[EXERCISE AIM] Below are the records; pull every line that includes "loaded".

(WORKING DATA begins)

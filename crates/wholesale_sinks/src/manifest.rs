//! Per-schema store manifest (`_manifest.json`).

use anyhow::{Context, Result};
use serde::{Deserialize, Serialize};
use std::collections::BTreeMap;
use std::fs::File;
use std::io;
use std::path::Path;

pub const MANIFEST_FILE: &str = "_manifest.json";

/// Committed tables of one (catalog, schema) directory.
#[derive(Debug, Clone, Default, PartialEq, Serialize, Deserialize)]
pub struct Manifest {
    pub catalog: String,
    pub schema: String,
    #[serde(default)]
    pub tables: BTreeMap<String, ManifestEntry>,
}

#[derive(Debug, Clone, PartialEq, Serialize, Deserialize)]
pub struct ManifestEntry {
    pub file: String,
    pub rows: u64,
    /// blake3 hex digest of the committed Parquet file
    pub blake3: String,
    #[serde(default, skip_serializing_if = "Option::is_none")]
    pub schema_hash: Option<String>,
    #[serde(default, skip_serializing_if = "Option::is_none")]
    pub csv_file: Option<String>,
    pub committed_at: String,
}

impl Manifest {
    pub fn new(catalog: &str, schema: &str) -> Self {
        Self {
            catalog: catalog.to_string(),
            schema: schema.to_string(),
            tables: BTreeMap::new(),
        }
    }

    /// Load the manifest at `path`, or an empty one if it does not exist.
    pub fn load_or_new(path: &Path, catalog: &str, schema: &str) -> Result<Self> {
        if !path.exists() {
            return Ok(Self::new(catalog, schema));
        }
        let text = std::fs::read_to_string(path)
            .with_context(|| format!("Failed to read manifest: {}", path.display()))?;
        serde_json::from_str(&text)
            .with_context(|| format!("Failed to parse manifest: {}", path.display()))
    }
}

/// blake3 hex digest of a file's contents.
pub fn file_digest(path: &Path) -> Result<String> {
    let mut file =
        File::open(path).with_context(|| format!("Failed to open {}", path.display()))?;
    let mut hasher = blake3::Hasher::new();
    io::copy(&mut file, &mut hasher)
        .with_context(|| format!("Failed to hash {}", path.display()))?;
    Ok(hasher.finalize().to_hex().to_string())
}

#[cfg(test)]
mod tests {
    use super::*;
    use tempfile::tempdir;

    #[test]
    fn test_manifest_roundtrip_and_missing() {
        let dir = tempdir().unwrap();
        let path = dir.path().join(MANIFEST_FILE);

        let empty = Manifest::load_or_new(&path, "wholesale", "tpch").unwrap();
        assert!(empty.tables.is_empty());

        let mut manifest = empty.clone();
        manifest.tables.insert(
            "fact_table".to_string(),
            ManifestEntry {
                file: "fact_table.parquet".to_string(),
                rows: 6005,
                blake3: "ab".repeat(32),
                schema_hash: None,
                csv_file: None,
                committed_at: "2024-01-01T00:00:00+00:00".to_string(),
            },
        );
        std::fs::write(&path, serde_json::to_string_pretty(&manifest).unwrap()).unwrap();

        let loaded = Manifest::load_or_new(&path, "ignored", "ignored").unwrap();
        assert_eq!(loaded, manifest);
    }

    #[test]
    fn test_corrupt_manifest_is_an_error() {
        let dir = tempdir().unwrap();
        let path = dir.path().join(MANIFEST_FILE);
        std::fs::write(&path, "not json").unwrap();
        let err = Manifest::load_or_new(&path, "wholesale", "tpch").unwrap_err();
        assert!(err.to_string().contains("Failed to parse manifest"));
    }

    #[test]
    fn test_file_digest_is_content_addressed() {
        let dir = tempdir().unwrap();
        let a = dir.path().join("a");
        let b = dir.path().join("b");
        std::fs::write(&a, b"same bytes").unwrap();
        std::fs::write(&b, b"same bytes").unwrap();
        assert_eq!(file_digest(&a).unwrap(), file_digest(&b).unwrap());
        std::fs::write(&b, b"other bytes").unwrap();
        assert_ne!(file_digest(&a).unwrap(), file_digest(&b).unwrap());
    }
}
//! The eight TPC-H source relations and their declared contracts.

use serde::{Deserialize, Serialize};
use std::fmt;
use std::str::FromStr;

use crate::contract::{Check, DataType, ForeignKey, LockedColumn, LockedSchema};

pub const ORDER_STATUSES: &[&str] = &["F", "O", "P"];
pub const MARKET_SEGMENTS: &[&str] = &[
    "AUTOMOBILE",
    "BUILDING",
    "FURNITURE",
    "HOUSEHOLD",
    "MACHINERY",
];
pub const RETURN_FLAGS: &[&str] = &["A", "N", "R"];
pub const LINE_STATUSES: &[&str] = &["F", "O"];

/// A source relation.
#[derive(Debug, Clone, Copy, PartialEq, Eq, Hash, PartialOrd, Ord, Serialize, Deserialize)]
#[serde(rename_all = "lowercase")]
pub enum TableName {
    Region,
    Nation,
    Part,
    Supplier,
    Partsupp,
    Customer,
    Orders,
    Lineitem,
}

impl TableName {
    /// All tables, parents before children.
    pub fn all() -> [TableName; 8] {
        [
            TableName::Region,
            TableName::Nation,
            TableName::Part,
            TableName::Supplier,
            TableName::Partsupp,
            TableName::Customer,
            TableName::Orders,
            TableName::Lineitem,
        ]
    }

    pub fn as_str(&self) -> &'static str {
        match self {
            TableName::Region => "region",
            TableName::Nation => "nation",
            TableName::Part => "part",
            TableName::Supplier => "supplier",
            TableName::Partsupp => "partsupp",
            TableName::Customer => "customer",
            TableName::Orders => "orders",
            TableName::Lineitem => "lineitem",
        }
    }

    /// Input file name with the given extension, e.g. `lineitem.tbl`.
    pub fn file_name(&self, extension: &str) -> String {
        format!("{}.{}", self.as_str(), extension)
    }

    /// The declared contract for this table.
    pub fn schema(&self) -> LockedSchema {
        schema_for(*self)
    }
}

impl fmt::Display for TableName {
    fn fmt(&self, f: &mut fmt::Formatter<'_>) -> fmt::Result {
        f.write_str(self.as_str())
    }
}

impl FromStr for TableName {
    type Err = String;

    fn from_str(s: &str) -> Result<Self, Self::Err> {
        let lower = s.trim().to_lowercase();
        TableName::all()
            .into_iter()
            .find(|t| t.as_str() == lower)
            .ok_or_else(|| {
                format!(
                    "Unknown table '{}'. Expected one of: {}",
                    s,
                    TableName::all()
                        .iter()
                        .map(|t| t.as_str())
                        .collect::<Vec<_>>()
                        .join(", ")
                )
            })
    }
}

fn key(name: &str) -> LockedColumn {
    LockedColumn::required(name, DataType::Int64)
}

fn money(name: &str) -> LockedColumn {
    LockedColumn::required(name, DataType::money())
}

fn text(name: &str) -> LockedColumn {
    LockedColumn::required(name, DataType::String)
}

fn comment(name: &str) -> LockedColumn {
    LockedColumn::optional(name, DataType::String)
}

fn date(name: &str) -> LockedColumn {
    LockedColumn::required(name, DataType::Date)
}

/// Declared contract for `table`, columns in dbgen file order.
pub fn schema_for(table: TableName) -> LockedSchema {
    match table {
        TableName::Region => LockedSchema::new(
            "region",
            vec![key("r_regionkey"), text("r_name"), comment("r_comment")],
        )
        .with_primary_key(&["r_regionkey"]),

        TableName::Nation => LockedSchema::new(
            "nation",
            vec![
                key("n_nationkey"),
                text("n_name"),
                key("n_regionkey"),
                comment("n_comment"),
            ],
        )
        .with_primary_key(&["n_nationkey"])
        .with_foreign_key(ForeignKey::new(&["n_regionkey"], "region", &["r_regionkey"])),

        TableName::Part => LockedSchema::new(
            "part",
            vec![
                key("p_partkey"),
                text("p_name"),
                text("p_mfgr"),
                text("p_brand"),
                text("p_type"),
                LockedColumn::required("p_size", DataType::Int64).with_check(Check::Positive),
                text("p_container"),
                money("p_retailprice").with_check(Check::NonNegative),
                comment("p_comment"),
            ],
        )
        .with_primary_key(&["p_partkey"]),

        TableName::Supplier => LockedSchema::new(
            "supplier",
            vec![
                key("s_suppkey"),
                text("s_name"),
                text("s_address"),
                key("s_nationkey"),
                text("s_phone"),
                money("s_acctbal"),
                comment("s_comment"),
            ],
        )
        .with_primary_key(&["s_suppkey"])
        .with_foreign_key(ForeignKey::new(&["s_nationkey"], "nation", &["n_nationkey"])),

        TableName::Partsupp => LockedSchema::new(
            "partsupp",
            vec![
                key("ps_partkey"),
                key("ps_suppkey"),
                LockedColumn::required("ps_availqty", DataType::Int64)
                    .with_check(Check::NonNegative),
                money("ps_supplycost").with_check(Check::NonNegative),
                comment("ps_comment"),
            ],
        )
        .with_primary_key(&["ps_partkey", "ps_suppkey"])
        .with_foreign_key(ForeignKey::new(&["ps_partkey"], "part", &["p_partkey"]))
        .with_foreign_key(ForeignKey::new(&["ps_suppkey"], "supplier", &["s_suppkey"])),

        TableName::Customer => LockedSchema::new(
            "customer",
            vec![
                key("c_custkey"),
                text("c_name"),
                text("c_address"),
                key("c_nationkey"),
                text("c_phone"),
                money("c_acctbal"),
                text("c_mktsegment").with_check(Check::one_of(MARKET_SEGMENTS)),
                comment("c_comment"),
            ],
        )
        .with_primary_key(&["c_custkey"])
        .with_foreign_key(ForeignKey::new(&["c_nationkey"], "nation", &["n_nationkey"])),

        TableName::Orders => LockedSchema::new(
            "orders",
            vec![
                key("o_orderkey"),
                key("o_custkey"),
                text("o_orderstatus").with_check(Check::one_of(ORDER_STATUSES)),
                money("o_totalprice"),
                date("o_orderdate"),
                text("o_orderpriority"),
                text("o_clerk"),
                LockedColumn::required("o_shippriority", DataType::Int64),
                comment("o_comment"),
            ],
        )
        .with_primary_key(&["o_orderkey"])
        .with_foreign_key(ForeignKey::new(&["o_custkey"], "customer", &["c_custkey"])),

        TableName::Lineitem => LockedSchema::new(
            "lineitem",
            vec![
                key("l_orderkey"),
                key("l_partkey"),
                key("l_suppkey"),
                key("l_linenumber"),
                money("l_quantity").with_check(Check::Positive),
                money("l_extendedprice"),
                money("l_discount").with_check(Check::between(0, 1)),
                money("l_tax").with_check(Check::between(0, 1)),
                text("l_returnflag").with_check(Check::one_of(RETURN_FLAGS)),
                text("l_linestatus").with_check(Check::one_of(LINE_STATUSES)),
                date("l_shipdate"),
                date("l_commitdate"),
                date("l_receiptdate"),
                text("l_shipinstruct"),
                text("l_shipmode"),
                comment("l_comment"),
            ],
        )
        .with_primary_key(&["l_orderkey", "l_linenumber"])
        .with_foreign_key(ForeignKey::new(&["l_orderkey"], "orders", &["o_orderkey"]))
        .with_foreign_key(ForeignKey::new(&["l_partkey"], "part", &["p_partkey"]))
        .with_foreign_key(ForeignKey::new(&["l_suppkey"], "supplier", &["s_suppkey"]))
        .with_foreign_key(ForeignKey::new(
            &["l_partkey", "l_suppkey"],
            "partsupp",
            &["ps_partkey", "ps_suppkey"],
        )),
    }
}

(WORKING DATA ends)

[TASK ANSWER]
        let loaded = Manifest::load_or_new(&path, "ignored", "ignored").unwrap();
        assert_eq!(loaded, manifest);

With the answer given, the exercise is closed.